Monday, December 1, 2008

Unapologetically tootin' my horn

Awl hell, I hate people who pimp themselves, but there's a time when it must be done. This time is often about 12:30am when you've wasted a weekend looking at the same daggum paper, editing it like mad but knowing that you haven't made it a whit better than when you started, with the argument your brain's envisioning hidden behind the cruft you've managed to slap down on the page.

So yeah, I've been cited dammit. F'n L, yeah. Sure, I'd gotten the same jive used in a course at Duke, but never cited. I will not be influenced by the fact that the citation is in a master's thesis -- it's a doctoral thesis. Hells yeah. And it's in French, dang it. Beat that.

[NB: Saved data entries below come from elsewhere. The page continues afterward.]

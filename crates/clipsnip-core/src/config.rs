use serde::{Deserialize, Serialize};
use std::path::{Path, PathBuf};

#[derive(Debug, Clone, Serialize, Deserialize)]
pub struct Settings {
    /// Overrides the platform's snippets root.
    #[serde(default)]
    pub snippets_dir: Option<PathBuf>,
    #[serde(default = "default_extension")]
    pub extension: String,
    #[serde(default)]
    pub clipboard: ClipboardSettings,
    #[serde(default)]
    pub editor: EditorSettings,
}

impl Default for Settings {
    fn default() -> Self {
        Self {
            snippets_dir: None,
            extension: default_extension(),
            clipboard: ClipboardSettings::default(),
            editor: EditorSettings::default(),
        }
    }
}

#[derive(Debug, Clone, Default, Serialize, Deserialize)]
pub struct ClipboardSettings {
    /// Program and arguments whose stdout is the clipboard text.
    #[serde(default)]
    pub command: Option<Vec<String>>,
}

#[derive(Debug, Clone, Default, Serialize, Deserialize)]
pub struct EditorSettings {
    /// Program and arguments; the store path is appended.
    #[serde(default)]
    pub command: Option<Vec<String>>,
}

fn default_extension() -> String {
    "json".into()
}

impl Settings {
    pub fn load(path: &Path) -> anyhow::Result<Self> {
        let content = std::fs::read_to_string(path)?;
        let settings: Settings = serde_json::from_str(&content)?;
        Ok(settings)
    }

    /// Load settings, falling back to defaults when the file does not exist.
    pub fn load_or_default(path: &Path) -> anyhow::Result<Self> {
        if !path.exists() {
            return Ok(Self::default());
        }
        Self::load(path)
    }

    #[cfg(test)]
    pub(crate) fn save(&self, path: &Path) -> anyhow::Result<()> {
        if let Some(parent) = path.parent() {
            std::fs::create_dir_all(parent)?;
        }
        let content = serde_json::to_string_pretty(self)?;
        std::fs::write(path, content)?;
        Ok(())
    }
}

Dans « Inviting Subversion: Metalepse and Tmesis in Rockstar Games' ÇJrand Theft Auto Series », Wm. Ruffin Bailey a observé comment le jeu pouvait être subverti par les joueurs à travers des modifications effectives du monde numérique. Les conceptetirsde Rockstar ont rendu assez aisée la tâche d'altérer le code des Grand Theft Auto, en autorisant le joueur à modifier l'apparence et même, parfois, le fonctionnement du monde numérique. En opérant sur le code, un joueur peut, par exemple, manipuler les « skins19 » (fournir à Clouaux personnages de nouveaux vêtements) ou créer ses propres modèles d'automobile, plus puissants ou plus résistants que ceux qui sont inclus dans le jeu.


Let's do a poor English translation:

In "Inviting Subversion: Metalepsis and Tmesis in Rockstar Games' Grand Theft Auto," some arsehole has observed how the game can have been subverted by the gamers who use modifications to change the [game's] digital world. The [parbleu, non?] Rockstar has made rather easy the task of altering the code of Grand Theft Auto, and authorized the gamer to modify the appearance and even, at times, the function of the digital world. By changing the code, a player can, for example, manipulate the skins (to furnish the protagonist new clothes) or create his own car models, more powerful or resistant than those which are included in the game [by default].


Even though he leaves out Hot Coffee, the sort of climax of the piece (hardy har har), it's close a dammed nuff. Sweet. Now I must channel that plus Mr. Daniels to complete this City Paper.

2 comments:

Susan said...

That simply rocks, Ruffin!

ruffin said...

Any port in an uninspirational storm, I always say.